### Assignment
Will you return, word for word, only the lines from the top of the data below down to and including the one with "pub fn classify(failure: &Failure<'_>)"?

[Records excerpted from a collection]
· · · · ·

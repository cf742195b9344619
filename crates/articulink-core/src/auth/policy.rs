//! Decision rules for failed API responses.
//!
//! `classify` is pure: it maps a failed exchange to the action the session
//! layer takes. Rules are evaluated in order and the first match wins;
//! deactivation must never lead to a refresh attempt.

use super::deactivation::is_deactivation_detail;

pub const LOGIN_PATH: &str = "/auth/login";
pub const REGISTER_PATH: &str = "/auth/register";
pub const REFRESH_PATH: &str = "/auth/refresh";
pub const LOGOUT_PATH: &str = "/auth/logout";
pub const LOGOUT_ALL_PATH: &str = "/auth/logout-all";
pub const ME_PATH: &str = "/auth/me";
pub const PROFILE_PATH: &str = "/auth/profile";
pub const PROFILE_PICTURE_PATH: &str = "/auth/profile/picture";

const UNAUTHORIZED: u16 = 401;

/// Which kind of endpoint a request targets.
#[derive(Debug, Clone, Copy, PartialEq, Eq)]
pub enum Endpoint {
    Login,
    Register,
    Refresh,
    Other,
}

impl Endpoint {
    pub fn from_path(path: &str) -> Self {
        let path = path.split(|c| c == '?' || c == '#').next().unwrap_or_default();
        let path = path.trim_end_matches('/');
        if path.ends_with(LOGIN_PATH) {
            Endpoint::Login
        } else if path.ends_with(REGISTER_PATH) {
            Endpoint::Register
        } else if path.ends_with(REFRESH_PATH) {
            Endpoint::Refresh
        } else {
            Endpoint::Other
        }
    }

    /// Endpoints that must never trigger a refresh-and-retry.
    pub fn is_auth(self) -> bool {
        !matches!(self, Endpoint::Other)
    }
}

/// What the session layer knows about a failed exchange.
#[derive(Debug, Clone, Copy)]
pub struct Failure<'a> {
    pub status: u16,
    pub detail: &'a str,
    pub endpoint: Endpoint,
    pub retried: bool,
    pub signed_in: bool,
}

#[derive(Debug, Clone, Copy, PartialEq, Eq)]
pub enum Recovery {
    /// Account is deactivated: clear credentials, propagate unchanged.
    ClearDeactivated,
    /// Refresh the access token once and re-issue the request.
    RefreshAndRetry,
    /// Token is stale with no refresh path: clear credentials, propagate.
    ClearStale,
    Propagate,
}

pub fn classify(failure: &Failure<'_>) -> Recovery {
    if is_deactivation_detail(failure.detail) {
        return Recovery::ClearDeactivated;
    }

    if failure.status == UNAUTHORIZED && !failure.retried && !failure.endpoint.is_auth() {
        return Recovery::RefreshAndRetry;
    }

    if failure.status == UNAUTHORIZED && failure.signed_in && failure.endpoint != Endpoint::Login {
        return Recovery::ClearStale;
    }

    Recovery::Propagate
}

#[cfg(test)]
mod tests {
    use super::*;

    fn failure<'a>(status: u16, detail: &'a str, path: &str) -> Failure<'a> {
        Failure {
            status,
            detail,
            endpoint: Endpoint::from_path(path),
            retried: false,
            signed_in: true,
        }
    }

    #[test]
    fn test_endpoint_from_path() {
        assert_eq!(Endpoint::from_path("/auth/login"), Endpoint::Login);
        assert_eq!(Endpoint::from_path("/api/v1/auth/login/"), Endpoint::Login);
        assert_eq!(Endpoint::from_path("/auth/register?x=1"), Endpoint::Register);
        assert_eq!(Endpoint::from_path("/auth/refresh"), Endpoint::Refresh);
        assert_eq!(Endpoint::from_path("/auth/me"), Endpoint::Other);
        assert_eq!(Endpoint::from_path("/auth/logout"), Endpoint::Other);
        assert_eq!(Endpoint::from_path("/transcribe"), Endpoint::Other);
    }

    #[test]
    fn test_deactivation_takes_precedence_over_refresh() {
        let f = failure(401, "Account deactivated: spam", "/auth/me");
        assert_eq!(classify(&f), Recovery::ClearDeactivated);

        let f = failure(403, "Account temporarily deactivated. Available soon.", "/chat");
        assert_eq!(classify(&f), Recovery::ClearDeactivated);
    }

    #[test]
    fn test_unauthorized_on_regular_endpoint_refreshes_once() {
        let f = failure(401, "Could not validate credentials", "/auth/me");
        assert_eq!(classify(&f), Recovery::RefreshAndRetry);

        let retried = Failure { retried: true, ..f };
        assert_eq!(classify(&retried), Recovery::ClearStale);
    }

    #[test]
    fn test_auth_endpoints_never_refresh() {
        let login = failure(401, "Invalid credentials", "/auth/login");
        assert_eq!(classify(&login), Recovery::Propagate);

        let register = failure(401, "Not authenticated", "/auth/register");
        assert_eq!(classify(&register), Recovery::ClearStale);

        let refresh = failure(401, "Invalid refresh token", "/auth/refresh");
        assert_eq!(classify(&refresh), Recovery::ClearStale);
    }

    #[test]
    fn test_stale_token_requires_signed_in_user() {
        let f = Failure {
            retried: true,
            signed_in: false,
            ..failure(401, "Not authenticated", "/auth/me")
        };
        assert_eq!(classify(&f), Recovery::Propagate);
    }

    #[test]
    fn test_other_errors_propagate() {
        let f = failure(500, "Internal Server Error", "/auth/me");
        assert_eq!(classify(&f), Recovery::Propagate);

        let f = failure(404, "User not found", "/auth/me");
        assert_eq!(classify(&f), Recovery::Propagate);
    }
}
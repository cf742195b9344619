use reqwest::StatusCode;
use serde_json::Value;
use thiserror::Error;

#[derive(Error, Debug)]
pub enum ApiError {
    #[error("Network error: {0}")]
    Network(#[from] reqwest::Error),

    #[error("Request failed ({status}): {detail}")]
    Status { status: StatusCode, detail: String },

    #[error("Invalid response: {0}")]
    InvalidResponse(String),

    #[error("Failed to encode request body: {0}")]
    Encode(#[from] serde_json::Error),
}

/// Maximum length for error response bodies in error messages
const MAX_ERROR_BODY_LENGTH: usize = 500;

impl ApiError {
    /// Truncate a response body to avoid logging excessive data
    fn truncate_body(body: &str) -> String {
        if body.len() <= MAX_ERROR_BODY_LENGTH {
            body.to_string()
        } else {
            let mut end = MAX_ERROR_BODY_LENGTH;
            while !body.is_char_boundary(end) {
                end -= 1;
            }
            format!(
                "{}... (truncated, {} total bytes)",
                &body[..end],
                body.len()
            )
        }
    }

    pub fn from_status(status: StatusCode, body: &Value) -> Self {
        ApiError::Status {
            status,
            detail: detail_from_body(status, body),
        }
    }

    /// True when the request never produced a response.
    pub fn is_transport(&self) -> bool {
        matches!(self, ApiError::Network(_))
    }
}

/// Extract the human-readable `detail` from an error body.
///
/// The server answers `{ "detail": "..." }`; request validation failures carry
/// a list of `{ "msg": "..." }` entries instead. Anything else falls back to
/// the raw (truncated) body.
pub fn detail_from_body(status: StatusCode, body: &Value) -> String {
    match body.get("detail") {
        Some(Value::String(detail)) => return detail.clone(),
        Some(Value::Array(items)) => {
            let messages: Vec<&str> = items
                .iter()
                .filter_map(|item| item.get("msg").and_then(Value::as_str))
                .collect();
            if !messages.is_empty() {
                return messages.join("; ");
            }
        }
        _ => {}
    }

    match body {
        Value::String(text) if !text.trim().is_empty() => ApiError::truncate_body(text),
        Value::Null => format!("Request failed with status {}", status.as_u16()),
        other => ApiError::truncate_body(&other.to_string()),
    }
}
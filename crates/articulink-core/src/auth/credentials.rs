use std::sync::Arc;

use tracing::warn;

use super::store::{KeyValueStore, StoreError};
use crate::models::UserProfile;

pub const ACCESS_TOKEN_KEY: &str = "access_token";
pub const REFRESH_TOKEN_KEY: &str = "refresh_token";
pub const USER_KEY: &str = "user";

/// Typed access to the persisted credential record.
///
/// Reads never fail: an unreadable or unparseable value is logged and
/// reported as absent.
#[derive(Clone)]
pub struct CredentialStore {
    store: Arc<dyn KeyValueStore>,
}

impl CredentialStore {
    pub fn new(store: Arc<dyn KeyValueStore>) -> Self {
        Self { store }
    }

    async fn read(&self, key: &str) -> Option<String> {
        match self.store.get(key).await {
            Ok(value) => value.filter(|v| !v.is_empty()),
            Err(e) => {
                warn!(key, error = %e, "Failed to read credential");
                None
            }
        }
    }

    pub async fn access_token(&self) -> Option<String> {
        self.read(ACCESS_TOKEN_KEY).await
    }

    pub async fn refresh_token(&self) -> Option<String> {
        self.read(REFRESH_TOKEN_KEY).await
    }

    pub async fn user(&self) -> Option<UserProfile> {
        let raw = self.read(USER_KEY).await?;
        match serde_json::from_str(&raw) {
            Ok(user) => Some(user),
            Err(e) => {
                warn!(error = %e, "Discarding unparseable cached user");
                None
            }
        }
    }

    /// Check if an access token is stored
    pub async fn has_access_token(&self) -> bool {
        self.access_token().await.is_some()
    }

    pub async fn store_access_token(&self, token: &str) -> Result<(), StoreError> {
        self.store.set(ACCESS_TOKEN_KEY, token).await
    }

    pub async fn store_refresh_token(&self, token: &str) -> Result<(), StoreError> {
        self.store.set(REFRESH_TOKEN_KEY, token).await
    }

    pub async fn store_user(&self, user: &UserProfile) -> Result<(), StoreError> {
        let json = serde_json::to_string(user)?;
        self.store.set(USER_KEY, &json).await
    }

    /// Persist a complete session. The token is written before the user so a
    /// reader never sees a user without a token.
    pub async fn store_session(
        &self,
        access_token: &str,
        refresh_token: Option<&str>,
        user: &UserProfile,
    ) -> Result<(), StoreError> {
        self.store_access_token(access_token).await?;
        match refresh_token {
            Some(token) => self.store_refresh_token(token).await?,
            None => self.store.remove(REFRESH_TOKEN_KEY).await?,
        }
        self.store_user(user).await
    }

    /// Remove every credential key. Best-effort: failures are logged, never
    /// returned.
    pub async fn clear(&self) {
        for key in [ACCESS_TOKEN_KEY, REFRESH_TOKEN_KEY, USER_KEY] {
            if let Err(e) = self.store.remove(key).await {
                warn!(key, error = %e, "Failed to remove credential");
            }
        }
    }
}
impl SessionManager {
    pub fn new(
        transport: Arc<dyn HttpTransport>,
        store: Arc<dyn KeyValueStore>,
        options: SessionOptions,
    ) -> Self {
        let (state, _) = watch::channel(SessionState::default());
        Self {
            inner: Arc::new(SessionInner {
                transport,
                credentials: CredentialStore::new(store),
                state,
                pending_refresh: Mutex::new(None),
                record: Mutex::new(()),
                options,
            }),
        }
    }

    /// Build a session talking to the configured API with the configured store.
    pub fn from_config(config: &Config) -> anyhow::Result<Self> {
        let transport = ReqwestTransport::with_timeout(
            &config.api_base_url,
            Duration::from_secs(config.request_timeout_secs),
        )
        .context("Failed to build HTTP client")?;
        let store = config.open_store()?;
        Ok(Self::new(
            Arc::new(transport),
            store,
            SessionOptions {
                refresh_tokens: config.refresh_tokens,
            },
        ))
    }

    // ===== State =====

    pub fn subscribe(&self) -> watch::Receiver<SessionState> {
        self.inner.state.subscribe()
    }

    pub fn state(&self) -> SessionState {
        self.inner.state.borrow().clone()
    }

    pub fn current_user(&self) -> Option<UserProfile> {
        self.inner.state.borrow().current_user.clone()
    }

    pub fn is_initializing(&self) -> bool {
        self.inner.state.borrow().is_initializing
    }

    pub fn is_authenticated(&self) -> bool {
        self.inner.state.borrow().is_authenticated()
    }

    /// True iff an access token is stored. No network call.
    pub async fn check_authenticated(&self) -> bool {
        self.inner.credentials.has_access_token().await
    }

    fn set_user(&self, user: Option<UserProfile>) {
        self.inner.state.send_if_modified(|state| {
            if state.current_user == user {
                false
            } else {
                state.current_user = user;
                true
            }
        });
    }

    async fn clear_session(&self) {
        let _record = self.inner.record.lock().await;
        self.inner.credentials.clear().await;
        self.set_user(None);
    }

    /// True while the stored refresh token is still `refresh_token`, i.e. no
    /// logout or new login replaced the session a refresh started from.
    async fn is_current(&self, refresh_token: &str) -> bool {
        self.inner.credentials.refresh_token().await.as_deref() == Some(refresh_token)
    }

    // ===== Lifecycle =====

    /// Restore the session from storage without contacting the server.
    /// The token is validated lazily by the first authenticated request.
    pub async fn initialize(&self) -> SessionState {
        let credentials = &self.inner.credentials;
        let token = credentials.access_token().await;
        let user = credentials.user().await;

        let restored = match (token, user) {
            (Some(_), Some(user)) if user.is_deactivated() => {
                info!(user_id = %user.id, "Cached account is deactivated, clearing session");
                credentials.clear().await;
                None
            }
            (Some(_), Some(user)) => {
                info!(email = %user.email, "Session restored from storage");
                Some(user)
            }
            (None, None) => {
                debug!("No stored credentials found");
                None
            }
            _ => {
                warn!("Discarding incomplete credential record");
                credentials.clear().await;
                None
            }
        };

        self.inner.state.send_modify(|state| {
            state.current_user = restored;
            state.is_initializing = false;
        });
        self.state()
    }

    pub async fn login(&self, email: &str, password: &str) -> Result<UserProfile, SessionError> {
        let payload = LoginRequest::new(email, password);
        info!(email = %payload.email, "Attempting login");

        let request = ApiRequest::post(LOGIN_PATH).json(&payload)?;
        let response = self.send(request).await.map_err(|e| {
            warn!(error = %e, "Login failed");
            match e {
                SessionError::Rejected { status: 401, detail } => {
                    SessionError::InvalidCredentials { detail }
                }
                other => other.with_network_detail(LOGIN_FAILED_DETAIL),
            }
        })?;

        let body: LoginResponse = response.json()?;
        let access_token = body.access_token.clone();
        let refresh_token = body
            .refresh_token
            .clone()
            .filter(|_| self.inner.options.refresh_tokens);
        let user = body.into_user(&payload.email);

        if user.is_deactivated() {
            warn!(user_id = %user.id, "Login returned a deactivated account");
            return Err(SessionError::deactivated());
        }

        let stored = {
            let _record = self.inner.record.lock().await;
            let stored = self
                .inner
                .credentials
                .store_session(&access_token, refresh_token.as_deref(), &user)
                .await;
            if stored.is_ok() {
                self.set_user(Some(user.clone()));
            }
            stored
        };
        if let Err(e) = stored {
            error!(error = %e, "Failed to persist session");
            self.clear_session().await;
            return Err(e.into());
        }

        info!(user_id = %user.id, "Login successful");
        Ok(user)
    }

    /// Create an account. Never signs the user in.
    pub async fn register(&self, fields: RegisterRequest) -> Result<Value, SessionError> {
        let payload = fields.normalized();
        let request = ApiRequest::post(REGISTER_PATH).json(&payload)?;
        let response = self.send(request).await.map_err(|e| {
            warn!(error = %e, "Registration failed");
            e.with_network_detail(REGISTRATION_FAILED_DETAIL)
        })?;
        info!(email = %payload.email, "Registration succeeded");
        Ok(response.body)
    }

    /// Sign out locally, telling the server on a best-effort basis.
    pub async fn logout(&self, all_devices: bool) {
        if self.inner.credentials.has_access_token().await {
            let path = if all_devices { LOGOUT_ALL_PATH } else { LOGOUT_PATH };
            match self.dispatch(&ApiRequest::post(path)).await {
                Ok(response) if response.is_success() => debug!(path, "Backend logout successful"),
                Ok(response) => warn!(
                    path,
                    status = response.status.as_u16(),
                    detail = %response.detail(),
                    "Backend logout failed (continuing anyway)"
                ),
                Err(e) => warn!(path, error = %e, "Backend logout failed (continuing anyway)"),
            }
        }

        self.clear_session().await;
        info!(all_devices, "Logout completed");
    }

    /// Exchange the stored refresh token for a new access token.
    ///
    /// Concurrent callers share a single in-flight exchange.
    pub async fn refresh_access_token(&self) -> Result<String, SessionError> {
        let pending = {
            let mut slot = self.inner.pending_refresh.lock().await;
            match slot.as_ref() {
                Some(pending) if pending.peek().is_none() => {
                    debug!("Joining in-flight token refresh");
                    pending.clone()
                }
                _ => {
                    let this = self.clone();
                    let pending = async move { this.perform_refresh().await }.boxed().shared();
                    *slot = Some(pending.clone());
                    pending
                }
            }
        };

        let result = pending.await;

        let mut slot = self.inner.pending_refresh.lock().await;
        if slot.as_ref().is_some_and(|p| p.peek().is_some()) {
            *slot = None;
        }
        result
    }

    async fn perform_refresh(&self) -> Result<String, SessionError> {
        let refresh_token = if self.inner.options.refresh_tokens {
            self.inner.credentials.refresh_token().await
        } else {
            None
        };
        let Some(refresh_token) = refresh_token else {
            return Err(SessionError::NoRefreshToken);
        };

        let result = self.exchange_refresh_token(&refresh_token).await;
        if let Err(ref e) = result {
            let _record = self.inner.record.lock().await;
            if self.is_current(&refresh_token).await {
                warn!(error = %e, "Token refresh failed, clearing session");
                self.inner.credentials.clear().await;
                self.set_user(None);
            } else {
                debug!(error = %e, "Token refresh failed after the session changed");
            }
        }
        result
    }

    async fn exchange_refresh_token(&self, refresh_token: &str) -> Result<String, SessionError> {
        let request = ApiRequest::post(REFRESH_PATH).json(&RefreshRequest { refresh_token })?;
        let response = self.dispatch(&request).await?;
        if !response.is_success() {
            return Err(SessionError::from_response(
                response.status.as_u16(),
                response.detail(),
            ));
        }

        let body: RefreshResponse = response.json()?;
        let user = body.user.map(UserProfile::normalized);
        if user.as_ref().is_some_and(UserProfile::is_deactivated) {
            return Err(SessionError::deactivated());
        }

        let credentials = &self.inner.credentials;
        let _record = self.inner.record.lock().await;
        if !self.is_current(refresh_token).await {
            debug!("Session changed during token refresh, discarding result");
            return Err(SessionError::SessionExpired);
        }
        credentials.store_access_token(&body.access_token).await?;
        if let Some(ref rotated) = body.refresh_token {
            credentials.store_refresh_token(rotated).await?;
        }
        if let Some(user) = user {
            credentials.store_user(&user).await?;
            self.set_user(Some(user));
        }

        info!("Access token refreshed");
        Ok(body.access_token)
    }

    // ===== Profile =====

    pub async fn fetch_user_profile(&self) -> Result<UserProfile, SessionError> {
        let response = self.send(ApiRequest::get(ME_PATH)).await?;
        let user: UserProfile = response.json()?;
        let user = self.adopt_user(user).await?;
        debug!(user_id = %user.id, "Profile refreshed");
        Ok(user)
    }

    pub async fn update_profile(&self, update: &ProfileUpdate) -> Result<UserProfile, SessionError> {
        let request = ApiRequest::put(PROFILE_PATH).json(update)?;
        let response = self.send(request).await?;
        let user: UserProfile = response.json()?;
        let user = self.adopt_user(user).await?;
        info!(user_id = %user.id, "Profile updated");
        Ok(user)
    }

    pub async fn delete_profile_picture(&self) -> Result<UserProfile, SessionError> {
        self.send(ApiRequest::delete(PROFILE_PICTURE_PATH)).await?;

        let _record = self.inner.record.lock().await;
        let Some(mut user) = self.inner.credentials.user().await else {
            return Err(SessionError::SessionExpired);
        };
        user.profile_picture_url = None;
        self.inner.credentials.store_user(&user).await?;
        self.set_user(Some(user.clone()));
        Ok(user)
    }

    /// Replace the cached user with a fresh copy from the server.
    async fn adopt_user(&self, user: UserProfile) -> Result<UserProfile, SessionError> {
        let user = user.normalized();
        if user.is_deactivated() {
            warn!(user_id = %user.id, "Account is deactivated, clearing session");
            self.clear_session().await;
            return Err(SessionError::deactivated());
        }
        // The session may have been cleared while the request was in flight.
        let _record = self.inner.record.lock().await;
        if !self.inner.credentials.has_access_token().await {
            return Err(SessionError::SessionExpired);
        }

        self.inner.credentials.store_user(&user).await?;
        self.set_user(Some(user.clone()));
        Ok(user)
    }

    // ===== Request pipeline =====

    /// Send a request with the stored bearer token. No recovery.
    async fn dispatch(&self, request: &ApiRequest) -> Result<ApiResponse, SessionError> {
        let token = self.inner.credentials.access_token().await;
        self.dispatch_as(request, token).await
    }

    async fn dispatch_as(
        &self,
        request: &ApiRequest,
        token: Option<String>,
    ) -> Result<ApiResponse, SessionError> {
        let mut outgoing = request.clone();
        match token {
            Some(token) => outgoing.bearer = Some(token),
            None => debug!(path = %request.path, "No token available for request"),
        }

        self.inner.transport.send(&outgoing).await.map_err(|e| {
            warn!(path = %request.path, error = %e, "Request failed without a response");
            SessionError::from(e)
        })
    }

    /// Send an authorized request, recovering from expired tokens and
    /// reacting to deactivation. A request is retried at most once.
    pub async fn send(&self, request: ApiRequest) -> Result<ApiResponse, SessionError> {
        let mut request = request;
        loop {
            let token = self.inner.credentials.access_token().await;
            let response = self.dispatch_as(&request, token.clone()).await?;
            if response.is_success() {
                return Ok(response);
            }

            let status = response.status.as_u16();
            let detail = response.detail();
            let endpoint = Endpoint::from_path(&request.path);
            let failure = Failure {
                status,
                detail: &detail,
                endpoint,
                retried: request.retried,
                signed_in: self.is_authenticated(),
            };
            debug!(path = %request.path, status, retried = request.retried, "Request failed");

            match classify(&failure) {
                Recovery::ClearDeactivated => {
                    warn!(path = %request.path, "Account deactivated, clearing session");
                    self.clear_session().await;
                    return Err(SessionError::from_response(status, detail));
                }
                Recovery::RefreshAndRetry => {
                    request.retried = true;
                    let current = self.inner.credentials.access_token().await;
                    if current.is_some() && current != token {
                        debug!(path = %request.path, "Token was refreshed while in flight, retrying");
                        continue;
                    }

                    debug!(path = %request.path, "Access token rejected, refreshing");
                    if let Err(e) = self.refresh_access_token().await {
                        // A failed exchange clears the session itself.
                        if e == SessionError::NoRefreshToken {
                            self.clear_session().await;
                        }
                        return Err(e);
                    }
                }
                Recovery::ClearStale => {
                    warn!(path = %request.path, "Token invalid or expired, clearing session");
                    self.clear_session().await;
                    return Err(unrecovered(status, detail, endpoint));
                }
                Recovery::Propagate => return Err(unrecovered(status, detail, endpoint)),
            }
        }
    }
}
//! ArticuLink core - session lifecycle and API access for the ArticuLink
//! speech assistant.
//!
//! The entry point is [`auth::SessionManager`]: it restores the stored
//! session, signs users in and out, and sends every API request with the
//! current bearer token, refreshing it or ending the session as the server
//! responses require.

pub mod api;
pub mod auth;
pub mod config;
pub mod models;

pub use api::{ApiError, ApiRequest, ApiResponse, HttpTransport, ReqwestTransport};
pub use auth::{SessionError, SessionManager, SessionOptions, SessionState};
pub use config::{Config, StorageBackend};
pub use models::{ProfileUpdate, RegisterRequest, UserProfile, UserStatus};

· · · · ·

### Reply to the task
repository cf742195b9344619
filename crates/articulink-core/src/auth/policy.rs
//! Decision rules for failed API responses.
//!
//! `classify` is pure: it maps a failed exchange to the action the session
//! layer takes. Rules are evaluated in order and the first match wins;
//! deactivation must never lead to a refresh attempt.

use super::deactivation::is_deactivation_detail;

pub const LOGIN_PATH: &str = "/auth/login";
pub const REGISTER_PATH: &str = "/auth/register";
pub const REFRESH_PATH: &str = "/auth/refresh";
pub const LOGOUT_PATH: &str = "/auth/logout";
pub const LOGOUT_ALL_PATH: &str = "/auth/logout-all";
pub const ME_PATH: &str = "/auth/me";
pub const PROFILE_PATH: &str = "/auth/profile";
pub const PROFILE_PICTURE_PATH: &str = "/auth/profile/picture";

const UNAUTHORIZED: u16 = 401;

/// Which kind of endpoint a request targets.
#[derive(Debug, Clone, Copy, PartialEq, Eq)]
pub enum Endpoint {
    Login,
    Register,
    Refresh,
    Other,
}

impl Endpoint {
    pub fn from_path(path: &str) -> Self {
        let path = path.split(|c| c == '?' || c == '#').next().unwrap_or_default();
        let path = path.trim_end_matches('/');
        if path.ends_with(LOGIN_PATH) {
            Endpoint::Login
        } else if path.ends_with(REGISTER_PATH) {
            Endpoint::Register
        } else if path.ends_with(REFRESH_PATH) {
            Endpoint::Refresh
        } else {
            Endpoint::Other
        }
    }

    /// Endpoints that must never trigger a refresh-and-retry.
    pub fn is_auth(self) -> bool {
        !matches!(self, Endpoint::Other)
    }
}

/// What the session layer knows about a failed exchange.
#[derive(Debug, Clone, Copy)]
pub struct Failure<'a> {
    pub status: u16,
    pub detail: &'a str,
    pub endpoint: Endpoint,
    pub retried: bool,
    pub signed_in: bool,
}

#[derive(Debug, Clone, Copy, PartialEq, Eq)]
pub enum Recovery {
    /// Account is deactivated: clear credentials, propagate unchanged.
    ClearDeactivated,
    /// Refresh the access token once and re-issue the request.
    RefreshAndRetry,
    /// Token is stale with no refresh path: clear credentials, propagate.
    ClearStale,
    Propagate,
}

pub fn classify(failure: &Failure<'_>) -> Recovery {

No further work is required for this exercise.